Many people have goals at the gym that could be summed up something like this: I want to be in great shape, with a muscular and strong body that lacks weaknesses. I want an impressive upper body, six pack abs and well developed legs with great calves to go with them.
This is not a bad ambition. On the contrary, it is a good thing to be conscious of the many different parts that together will form an impressive and aesthetically impressive physique.
In today´s post, however, I want to encourage prioritizing.
You can’t work the whole body hard at once. You will have to make some choices.
This is an important thing to do. It will help you eliminate chance and it will help you accelerate your progress.
Start by analysing your ideals in detail. Then answer the following question: if you could wake up tomorrow with three muscle groups greatly improved in both strength and aesthetic appeal, by just wishing for it here and now – what 3 muscle groups would you choose?
This is not always an easy question to answer. You might feel eager to let four or even five muscle groups make the list. Make sure to fight this urge and force yourself to prioritize. Choose only 3.
Those 3 are the muscle groups that are going to be given the most attention at the gym for the following couple of months. You are going to work them first during your training sessions. You are going to set detailed goals for them. You are going to make strength gains in two different exercises per chosen muscle group. The total workout volumes are going to be higher for these groups than the rest of the body. You are going to monitor the results for these 3 muscle groups.

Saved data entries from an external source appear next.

//! Distribution settings: groups, entries, templates and build profile
//!
//! The settings document is TOML. When opened from a file, every mutating
//! engine call writes the whole document back so the file is always current.

use cairn_core::{ContentHash, Result};
use serde::{Deserialize, Serialize};
use std::collections::{BTreeMap, BTreeSet};
use std::fs;
use std::path::{Path, PathBuf};
use tracing::debug;

/// Build and load locations of a group's bundles
#[derive(Debug, Clone, PartialEq, Eq, Serialize, Deserialize)]
pub struct BundleSchema {
    pub build_path: String,
    pub load_path: String,
    #[serde(default = "default_true")]
    pub include_in_build: bool,
}

fn default_true() -> bool {
    true
}

/// One addressable asset inside a group
#[derive(Debug, Clone, PartialEq, Eq, Serialize, Deserialize)]
pub struct AssetEntry {
    pub guid: ContentHash,
    pub asset_path: String,
    pub address: String,
    #[serde(default, skip_serializing_if = "Option::is_none")]
    pub address_prefix: Option<String>,
    #[serde(default)]
    pub labels: BTreeSet<String>,
}

impl AssetEntry {
    /// A fresh entry is addressed by its full path until renamed
    pub fn new(guid: ContentHash, asset_path: &str) -> Self {
        Self {
            guid,
            asset_path: asset_path.to_string(),
            address: asset_path.to_string(),
            address_prefix: None,
            labels: BTreeSet::new(),
        }
    }
}

/// A named distribution unit
#[derive(Debug, Clone, PartialEq, Eq, Serialize, Deserialize)]
pub struct DistributionGroup {
    /// A blank name marks a corrupt group record
    #[serde(default)]
    pub name: String,
    #[serde(default, skip_serializing_if = "Option::is_none")]
    pub schema: Option<BundleSchema>,
    #[serde(default, rename = "entry")]
    pub entries: Vec<AssetEntry>,
}

impl DistributionGroup {
    pub fn new(name: impl Into<String>) -> Self {
        Self {
            name: name.into(),
            schema: None,
            entries: Vec::new(),
        }
    }

    pub fn is_valid(&self) -> bool {
        !self.name.trim().is_empty()
    }

    pub fn entry(&self, guid: &ContentHash) -> Option<&AssetEntry> {
        self.entries.iter().find(|e| e.guid == *guid)
    }

    pub fn entry_mut(&mut self, guid: &ContentHash) -> Option<&mut AssetEntry> {
        self.entries.iter_mut().find(|e| e.guid == *guid)
    }
}

/// Blueprint for groups created on demand
#[derive(Debug, Clone, PartialEq, Eq, Serialize, Deserialize)]
pub struct GroupTemplate {
    pub name: String,
    #[serde(default, skip_serializing_if = "Option::is_none")]
    pub schema: Option<BundleSchema>,
}

impl GroupTemplate {
    /// Stamp out a new group with this template's schema
    pub fn instantiate(&self, group_name: &str) -> DistributionGroup {
        DistributionGroup {
            name: group_name.to_string(),
            schema: self.schema.clone(),
            entries: Vec::new(),
        }
    }
}

fn default_templates() -> Vec<GroupTemplate> {
    vec![GroupTemplate {
        name: "Packed Assets".to_string(),
        schema: Some(BundleSchema {
            build_path: "LocalBuildPath".to_string(),
            load_path: "LocalLoadPath".to_string(),
            include_in_build: true,
        }),
    }]
}

/// The distribution settings document
#[derive(Debug, Clone, PartialEq, Eq, Serialize, Deserialize)]
pub struct DistributionSettings {
    #[serde(default, skip_serializing_if = "Option::is_none")]
    pub default_group: Option<String>,
    #[serde(default)]
    pub build_remote_catalog: bool,
    #[serde(default, skip_serializing_if = "Option::is_none")]
    pub remote_catalog_build_path: Option<String>,
    #[serde(default, skip_serializing_if = "Option::is_none")]
    pub remote_catalog_load_path: Option<String>,
    /// Default-profile variables (name to value)
    #[serde(default)]
    pub profile: BTreeMap<String, String>,
    #[serde(default = "default_templates", rename = "template")]
    pub templates: Vec<GroupTemplate>,
    #[serde(default, rename = "group")]
    pub groups: Vec<DistributionGroup>,
    #[serde(skip)]
    backing: Option<PathBuf>,
}

impl Default for DistributionSettings {
    fn default() -> Self {
        Self {
            default_group: None,
            build_remote_catalog: false,
            remote_catalog_build_path: None,
            remote_catalog_load_path: None,
            profile: BTreeMap::new(),
            templates: default_templates(),
            groups: Vec::new(),
            backing: None,
        }
    }
}

impl DistributionSettings {
    /// Create in-memory settings that are never written to disk
    pub fn new() -> Self {
        Self::default()
    }

    /// Open the settings file, starting from defaults if it does not exist yet
    pub fn open<P: AsRef<Path>>(path: P) -> Result<Self> {
        let path = path.as_ref();
        let mut settings = if path.exists() {
            Self::from_toml(&fs::read_to_string(path)?)?
        } else {
            debug!(path = %path.display(), "settings file missing, using defaults");
            Self::default()
        };
        settings.backing = Some(path.to_path_buf());
        Ok(settings)
    }

    pub fn from_toml(content: &str) -> Result<Self> {
        Ok(toml::from_str(content)?)
    }

    pub fn to_toml(&self) -> Result<String> {
        Ok(toml::to_string_pretty(self)?)
    }

    /// The file these settings persist to, if any
    pub fn backing_path(&self) -> Option<&Path> {
        self.backing.as_deref()
    }

    /// Write the whole document to its backing file (no-op when in memory)
    pub fn save(&self) -> Result<()> {
        let Some(path) = &self.backing else {
            return Ok(());
        };
        if let Some(parent) = path.parent() {
            fs::create_dir_all(parent)?;
        }
        fs::write(path, self.to_toml()?)?;
        Ok(())
    }

    /// Valid group with exactly this name
    pub fn group(&self, name: &str) -> Option<&DistributionGroup> {
        self.groups.iter().find(|g| g.is_valid() && g.name == name)
    }

    pub fn group_mut(&mut self, name: &str) -> Option<&mut DistributionGroup> {
        self.groups.iter_mut().find(|g| g.is_valid() && g.name == name)
    }

    /// The group currently holding an asset, with its entry
    pub fn find_entry(&self, guid: &ContentHash) -> Option<(&DistributionGroup, &AssetEntry)> {
        self.groups
            .iter()
            .filter(|g| g.is_valid())
            .find_map(|g| g.entry(guid).map(|e| (g, e)))
    }

    /// Place an asset's entry into `group_name`, moving it out of any other group
    ///
    /// A moved entry keeps its address and labels. Returns `false` when the
    /// target group does not exist.
    pub fn create_or_move_entry(
        &mut self,
        guid: ContentHash,
        asset_path: &str,
        group_name: &str,
    ) -> bool {
        if self.group(group_name).is_none() {
            return false;
        }

        let mut entry = None;
        for group in self.groups.iter_mut().filter(|g| g.is_valid()) {
            if let Some(index) = group.entries.iter().position(|e| e.guid == guid) {
                if group.name == group_name {
                    group.entries[index].asset_path = asset_path.to_string();
                    return true;
                }
                entry = Some(group.entries.remove(index));
                break;
            }
        }

        let mut entry = entry.unwrap_or_else(|| AssetEntry::new(guid, asset_path));
        entry.asset_path = asset_path.to_string();
        if let Some(group) = self.group_mut(group_name) {
            group.entries.push(entry);
        }
        true
    }

    /// Total entries across valid groups
    pub fn entry_count(&self) -> usize {
        self.groups
            .iter()
            .filter(|g| g.is_valid())
            .map(|g| g.entries.len())
            .sum()
    }
}

#[cfg(test)]
mod tests {
    use super::*;

    fn guid(path: &str) -> ContentHash {
        ContentHash::for_asset_path(path)
    }

    fn settings_with_groups(names: &[&str]) -> DistributionSettings {
        let mut settings = DistributionSettings::new();
        for name in names {
            settings.groups.push(DistributionGroup::new(*name));
        }
        settings
    }

    #[test]
    fn test_create_entry() {
        let mut settings = settings_with_groups(&["Weapons"]);
        assert!(settings.create_or_move_entry(guid("Assets/a.png"), "Assets/a.png", "Weapons"));

        let (group, entry) = settings.find_entry(&guid("Assets/a.png")).unwrap();
        assert_eq!(group.name, "Weapons");
        assert_eq!(entry.address, "Assets/a.png");
    }

    #[test]
    fn test_move_entry_keeps_labels() {
        let mut settings = settings_with_groups(&["A", "B"]);
        let id = guid("Assets/a.png");
        settings.create_or_move_entry(id, "Assets/a.png", "A");
        settings.group_mut("A").unwrap().entry_mut(&id).unwrap().labels.insert("keep".into());

        assert!(settings.create_or_move_entry(id, "Assets/a.png", "B"));
        assert!(settings.group("A").unwrap().entries.is_empty());
        let (group, entry) = settings.find_entry(&id).unwrap();
        assert_eq!(group.name, "B");
        assert!(entry.labels.contains("keep"));
        assert_eq!(settings.entry_count(), 1);
    }

    #[test]
    fn test_move_into_missing_group() {
        let mut settings = settings_with_groups(&["A"]);
        assert!(!settings.create_or_move_entry(guid("Assets/a.png"), "Assets/a.png", "Nope"));
        assert_eq!(settings.entry_count(), 0);
    }

    #[test]
    fn test_invalid_groups_are_invisible() {
        let settings = settings_with_groups(&["", "Weapons"]);
        assert!(settings.group("").is_none());
        assert!(settings.group("Weapons").is_some());
    }

    #[test]
    fn test_toml_roundtrip_preserves_entries() {
        let mut settings = settings_with_groups(&["Weapons"]);
        settings.profile.insert("ClientMasterLoadPath".into(), "Remote".into());
        let id = guid("Assets/Art/sword.png");
        settings.create_or_move_entry(id, "Assets/Art/sword.png", "Weapons");
        settings.group_mut("Weapons").unwrap().entry_mut(&id).unwrap().labels.insert("weapon".into());

        let text = settings.to_toml().unwrap();
        let parsed = DistributionSettings::from_toml(&text).unwrap();
        assert_eq!(parsed, settings);
    }

    #[test]
    fn test_missing_templates_fall_back_to_default() {
        let parsed = DistributionSettings::from_toml("build_remote_catalog = true").unwrap();
        assert!(parsed.build_remote_catalog);
        assert_eq!(parsed.templates.len(), 1);
        assert_eq!(parsed.templates[0].name, "Packed Assets");
    }

    #[test]
    fn test_blank_group_record_parses() {
        let parsed = DistributionSettings::from_toml(
            r#"
[[group]]

[[group]]
name = "Weapons"
"#,
        )
        .unwrap();
        assert_eq!(parsed.groups.len(), 2);
        assert!(!parsed.groups[0].is_valid());
    }

    #[test]
    fn test_open_and_save() {
        let dir = std::env::temp_dir().join(format!("cairn_test_{}", uuid::Uuid::new_v4()));
        let path = dir.join("settings.toml");

        let mut settings = DistributionSettings::open(&path).unwrap();
        assert!(settings.groups.is_empty());
        settings.groups.push(DistributionGroup::new("Weapons"));
        settings.save().unwrap();

        let reopened = DistributionSettings::open(&path).unwrap();
        assert!(reopened.group("Weapons").is_some());
        assert_eq!(reopened.backing_path(), Some(path.as_path()));

        fs::remove_dir_all(&dir).ok();
    }
}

Do this methodically and with quality for two months. Then evaluate and start over by putting the same question to yourself once again: if you could wake up tomorrow with three muscle groups greatly improved in both strength and aesthetic appeal, by just wishing for it here and now – what 3 muscle groups would you choose?
This kind of systematic prioritizing will speed up your gains. It will help you get out of the all too common trap of having too many different goals at once. Both muscle mass and strength will profit from this.